Week 2: Starting over

As Logan would say, ba-ba ba-da-BAAA!

(Translation: general excitement and success)

Even though last week proved to be harder than I expected, I feel so much better halfway through Week 2.  For one, I’ve heard from so many supportive people with tips and encouragement.  For another, we finally had Logan’s evaluation with a psychologist today, so we can now say we have a medical diagnosis of PDD-NOS, or pervasive developmental delay-not otherwise specified.  It’s a mouthful, but it was helpful to hear her praise several of Logan’s skills and to know that he is actually advanced in some areas–just pretty much woefully behind in others, namely social interaction, empathy, and expressive language.  But everything she had to say seemed like good news to me because knowing what beast we need to fight obviously makes choosing how to fight it much easier.
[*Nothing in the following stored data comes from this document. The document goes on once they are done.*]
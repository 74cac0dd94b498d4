/// Case-folded token stream of one utterance.
///
/// Tokens are split on whitespace and punctuation; `-` and `/` stay inside a token so
/// `2023-24`, `real-time` and `play-by-play` survive as single tokens.
#[derive(Debug, Clone, PartialEq, Eq)]
pub struct Tokens {
    tokens: Vec<String>,
}

impl Tokens {
    pub fn new(utterance: &str) -> Self {
        let lowered = utterance.trim().to_lowercase();
        let tokens = lowered
            .split(|c: char| !(c.is_alphanumeric() || c == '-' || c == '/' || c == '_'))
            .map(|t| t.trim_matches(|c| c == '-' || c == '/'))
            .filter(|t| !t.is_empty())
            .map(str::to_string)
            .collect();
        Self { tokens }
    }

    pub fn as_slice(&self) -> &[String] {
        &self.tokens
    }

    pub fn len(&self) -> usize {
        self.tokens.len()
    }

    pub fn is_empty(&self) -> bool {
        self.tokens.is_empty()
    }

    pub fn get(&self, idx: usize) -> Option<&str> {
        self.tokens.get(idx).map(String::as_str)
    }

    pub fn contains(&self, word: &str) -> bool {
        self.tokens.iter().any(|t| t == word)
    }

    /// Start positions of every occurrence of `phrase` (space separated words).
    pub fn phrase_positions(&self, phrase: &str) -> Vec<usize> {
        let words: Vec<&str> = phrase.split(' ').collect();
        self.word_positions(&words)
    }

    pub fn word_positions(&self, words: &[&str]) -> Vec<usize> {
        if words.is_empty() || words.len() > self.tokens.len() {
            return Vec::new();
        }
        (0..=self.tokens.len() - words.len())
            .filter(|start| {
                words
                    .iter()
                    .enumerate()
                    .all(|(offset, w)| self.tokens[start + offset] == *w)
            })
            .collect()
    }

    pub fn contains_phrase(&self, phrase: &str) -> bool {
        !self.phrase_positions(phrase).is_empty()
    }
}

/// Small number words used in "last five games" style phrases.
pub fn parse_count(token: &str) -> Option<i64> {
    if let Ok(n) = token.parse::<i64>() {
        return Some(n);
    }
    let n = match token {
        "one" => 1,
        "two" => 2,
        "three" => 3,
        "four" => 4,
        "five" => 5,
        "six" => 6,
        "seven" => 7,
        "eight" => 8,
        "nine" => 9,
        "ten" => 10,
        "fifteen" => 15,
        "twenty" => 20,
        "thirty" => 30,
        _ => return None,
    };
    Some(n)
}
And on top of that, I think I actually successfully cooked a meal tonight.

We went to the park after daycare, so by the time we got home, I was worried about being able to make something (anything–CF or “normal”).  I decided to try mac ‘n cheese another try, this time not from a box but from a recipe using just noodles, chicken stock, salt, and shredded CF cheese.  It was actually super easy; just as easy, in fact, as normal boxed mac ‘n cheese.  In fact, it might not actually count as “cooking,” since it was little more than boiling water.  But–little victories, right?

I made sure not to call it mac ‘n cheese, though, so Logan wouldn’t be upset that it wasn’t “real.”  I simply called it “funny noodles,” since I made it with whatever weird-shaped noodles happened to be in my pantry.  I also gave him raw green pepper slices, cherry tomatoes, and blueberries.  And — who would have thought — he ate it!

All in all, today was a great day going into tomorrow — Logan’s first day of pre-K!